Records provided:
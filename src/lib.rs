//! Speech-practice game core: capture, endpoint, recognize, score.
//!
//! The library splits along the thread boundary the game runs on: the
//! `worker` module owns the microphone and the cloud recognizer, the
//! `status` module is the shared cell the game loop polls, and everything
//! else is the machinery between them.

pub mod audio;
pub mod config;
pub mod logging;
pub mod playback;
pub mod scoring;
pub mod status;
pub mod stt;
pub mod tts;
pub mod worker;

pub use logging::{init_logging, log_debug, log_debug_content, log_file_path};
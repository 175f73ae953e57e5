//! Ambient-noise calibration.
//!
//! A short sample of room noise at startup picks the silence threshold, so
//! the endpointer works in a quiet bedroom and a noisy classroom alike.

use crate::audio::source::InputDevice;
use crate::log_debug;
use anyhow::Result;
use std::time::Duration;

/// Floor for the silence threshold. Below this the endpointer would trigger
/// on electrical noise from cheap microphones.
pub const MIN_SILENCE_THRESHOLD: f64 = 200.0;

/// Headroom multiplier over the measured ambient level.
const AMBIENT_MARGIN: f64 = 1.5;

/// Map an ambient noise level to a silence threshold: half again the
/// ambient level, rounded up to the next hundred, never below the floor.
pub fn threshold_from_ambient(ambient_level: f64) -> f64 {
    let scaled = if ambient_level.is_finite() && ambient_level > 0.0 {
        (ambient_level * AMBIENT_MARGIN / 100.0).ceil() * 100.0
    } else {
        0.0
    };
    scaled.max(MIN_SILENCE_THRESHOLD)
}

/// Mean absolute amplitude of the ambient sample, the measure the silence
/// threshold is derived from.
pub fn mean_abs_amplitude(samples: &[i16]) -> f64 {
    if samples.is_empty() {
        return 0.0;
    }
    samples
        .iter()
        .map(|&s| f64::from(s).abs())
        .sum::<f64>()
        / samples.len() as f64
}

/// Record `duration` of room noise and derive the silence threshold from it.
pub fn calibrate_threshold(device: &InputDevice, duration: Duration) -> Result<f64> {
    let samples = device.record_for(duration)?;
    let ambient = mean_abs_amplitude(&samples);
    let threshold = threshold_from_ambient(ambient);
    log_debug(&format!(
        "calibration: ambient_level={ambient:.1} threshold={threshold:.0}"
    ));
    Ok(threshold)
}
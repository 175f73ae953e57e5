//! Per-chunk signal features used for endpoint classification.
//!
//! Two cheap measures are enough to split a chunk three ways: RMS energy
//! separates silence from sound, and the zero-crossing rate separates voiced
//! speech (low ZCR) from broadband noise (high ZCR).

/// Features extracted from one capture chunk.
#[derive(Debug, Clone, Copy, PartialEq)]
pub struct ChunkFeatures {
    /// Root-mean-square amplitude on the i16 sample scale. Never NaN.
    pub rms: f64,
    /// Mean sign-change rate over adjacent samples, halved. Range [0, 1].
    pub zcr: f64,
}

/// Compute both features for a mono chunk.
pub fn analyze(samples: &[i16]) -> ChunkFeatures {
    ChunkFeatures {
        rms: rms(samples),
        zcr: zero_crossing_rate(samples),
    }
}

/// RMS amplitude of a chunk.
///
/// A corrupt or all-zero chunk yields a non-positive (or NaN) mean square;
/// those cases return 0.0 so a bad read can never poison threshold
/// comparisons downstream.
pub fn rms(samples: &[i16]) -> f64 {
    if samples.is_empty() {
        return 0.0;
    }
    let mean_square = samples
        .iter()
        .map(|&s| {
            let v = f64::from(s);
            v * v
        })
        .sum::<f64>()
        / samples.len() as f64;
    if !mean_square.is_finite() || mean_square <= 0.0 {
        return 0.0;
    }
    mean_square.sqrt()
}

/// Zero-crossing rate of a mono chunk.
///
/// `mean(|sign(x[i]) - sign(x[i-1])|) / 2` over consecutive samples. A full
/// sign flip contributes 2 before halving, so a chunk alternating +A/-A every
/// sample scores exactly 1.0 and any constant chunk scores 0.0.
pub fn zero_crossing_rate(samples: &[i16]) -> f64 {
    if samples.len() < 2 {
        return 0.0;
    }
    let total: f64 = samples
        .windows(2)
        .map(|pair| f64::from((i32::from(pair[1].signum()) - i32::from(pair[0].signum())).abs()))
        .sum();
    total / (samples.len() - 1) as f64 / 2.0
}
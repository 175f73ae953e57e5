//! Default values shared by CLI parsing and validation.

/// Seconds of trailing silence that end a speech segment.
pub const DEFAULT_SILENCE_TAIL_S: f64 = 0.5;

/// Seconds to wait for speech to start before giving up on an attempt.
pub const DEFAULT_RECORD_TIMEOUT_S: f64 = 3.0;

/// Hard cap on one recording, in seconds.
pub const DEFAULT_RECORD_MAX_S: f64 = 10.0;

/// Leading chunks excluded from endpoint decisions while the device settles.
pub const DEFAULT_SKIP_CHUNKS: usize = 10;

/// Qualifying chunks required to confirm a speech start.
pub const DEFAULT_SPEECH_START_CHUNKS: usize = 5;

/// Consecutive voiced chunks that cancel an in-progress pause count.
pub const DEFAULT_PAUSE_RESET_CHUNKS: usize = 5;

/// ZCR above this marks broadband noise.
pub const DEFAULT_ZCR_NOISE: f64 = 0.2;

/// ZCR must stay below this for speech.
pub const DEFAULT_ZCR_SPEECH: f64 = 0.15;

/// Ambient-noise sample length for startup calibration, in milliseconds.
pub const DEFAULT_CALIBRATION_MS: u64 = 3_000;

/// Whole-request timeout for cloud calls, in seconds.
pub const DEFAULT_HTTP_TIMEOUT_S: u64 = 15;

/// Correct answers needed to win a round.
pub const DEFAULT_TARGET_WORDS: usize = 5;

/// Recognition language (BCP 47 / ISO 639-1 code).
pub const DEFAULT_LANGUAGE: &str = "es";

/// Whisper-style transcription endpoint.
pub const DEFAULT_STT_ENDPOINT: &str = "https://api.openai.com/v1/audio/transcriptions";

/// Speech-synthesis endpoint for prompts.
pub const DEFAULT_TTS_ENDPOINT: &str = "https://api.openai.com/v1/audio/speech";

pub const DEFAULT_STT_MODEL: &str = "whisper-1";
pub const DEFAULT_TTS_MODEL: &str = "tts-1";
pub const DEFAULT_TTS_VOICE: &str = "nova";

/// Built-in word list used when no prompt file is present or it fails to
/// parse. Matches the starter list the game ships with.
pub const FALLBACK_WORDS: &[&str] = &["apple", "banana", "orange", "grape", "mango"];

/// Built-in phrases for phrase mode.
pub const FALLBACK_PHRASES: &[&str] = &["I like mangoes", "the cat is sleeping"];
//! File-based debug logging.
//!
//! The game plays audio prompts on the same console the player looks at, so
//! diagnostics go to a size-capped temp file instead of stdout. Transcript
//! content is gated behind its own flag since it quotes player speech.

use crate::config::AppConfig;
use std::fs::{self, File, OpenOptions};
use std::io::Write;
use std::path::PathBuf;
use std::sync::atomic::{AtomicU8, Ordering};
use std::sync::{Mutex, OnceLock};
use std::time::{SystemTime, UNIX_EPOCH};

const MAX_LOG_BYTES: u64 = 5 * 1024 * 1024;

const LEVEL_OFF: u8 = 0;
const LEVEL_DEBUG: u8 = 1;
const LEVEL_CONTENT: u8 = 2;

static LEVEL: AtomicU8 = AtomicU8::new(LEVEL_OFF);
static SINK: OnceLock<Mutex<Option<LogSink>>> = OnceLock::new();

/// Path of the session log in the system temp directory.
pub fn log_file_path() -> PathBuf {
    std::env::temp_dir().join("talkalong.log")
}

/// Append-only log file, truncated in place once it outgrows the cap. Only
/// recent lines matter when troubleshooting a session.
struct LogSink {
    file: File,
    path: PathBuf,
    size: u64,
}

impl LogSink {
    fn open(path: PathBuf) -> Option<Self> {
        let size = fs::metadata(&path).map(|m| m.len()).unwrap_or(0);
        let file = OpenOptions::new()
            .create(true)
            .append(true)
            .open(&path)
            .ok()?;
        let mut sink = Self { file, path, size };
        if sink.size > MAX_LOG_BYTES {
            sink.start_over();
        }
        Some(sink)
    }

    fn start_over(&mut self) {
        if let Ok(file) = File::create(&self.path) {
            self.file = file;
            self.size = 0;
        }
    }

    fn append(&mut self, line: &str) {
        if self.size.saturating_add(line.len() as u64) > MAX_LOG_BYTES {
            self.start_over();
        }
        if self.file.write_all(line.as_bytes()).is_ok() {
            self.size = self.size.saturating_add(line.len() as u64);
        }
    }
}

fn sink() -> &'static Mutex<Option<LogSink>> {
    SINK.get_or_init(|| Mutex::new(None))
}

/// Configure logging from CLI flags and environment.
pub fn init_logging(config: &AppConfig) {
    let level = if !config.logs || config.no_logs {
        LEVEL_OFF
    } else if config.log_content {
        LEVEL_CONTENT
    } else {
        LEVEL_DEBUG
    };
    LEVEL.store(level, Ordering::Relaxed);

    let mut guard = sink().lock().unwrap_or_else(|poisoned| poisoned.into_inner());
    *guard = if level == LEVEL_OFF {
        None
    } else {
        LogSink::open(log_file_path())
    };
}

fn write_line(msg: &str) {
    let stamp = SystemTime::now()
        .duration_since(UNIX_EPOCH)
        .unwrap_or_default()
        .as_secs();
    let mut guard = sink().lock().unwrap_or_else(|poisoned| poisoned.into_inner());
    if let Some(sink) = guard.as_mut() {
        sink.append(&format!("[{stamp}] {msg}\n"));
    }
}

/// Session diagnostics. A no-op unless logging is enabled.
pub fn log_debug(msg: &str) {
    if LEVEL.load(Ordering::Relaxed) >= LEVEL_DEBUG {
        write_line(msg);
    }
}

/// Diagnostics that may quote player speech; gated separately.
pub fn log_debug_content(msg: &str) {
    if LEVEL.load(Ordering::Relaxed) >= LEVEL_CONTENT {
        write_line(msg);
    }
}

What this task involves: In the data above, retype exactly and only the lines between the one holding "total / (samples.len() - 1) as f64 / 2.0" and the one holding "a speech start.", inclusive.

Answer section:
    total / (samples.len() - 1) as f64 / 2.0
}
repository 175f73ae953e57e5
//! Default values shared by CLI parsing and validation.

/// Seconds of trailing silence that end a speech segment.
pub const DEFAULT_SILENCE_TAIL_S: f64 = 0.5;

/// Seconds to wait for speech to start before giving up on an attempt.
pub const DEFAULT_RECORD_TIMEOUT_S: f64 = 3.0;

/// Hard cap on one recording, in seconds.
pub const DEFAULT_RECORD_MAX_S: f64 = 10.0;

/// Leading chunks excluded from endpoint decisions while the device settles.
pub const DEFAULT_SKIP_CHUNKS: usize = 10;

/// Qualifying chunks required to confirm a speech start.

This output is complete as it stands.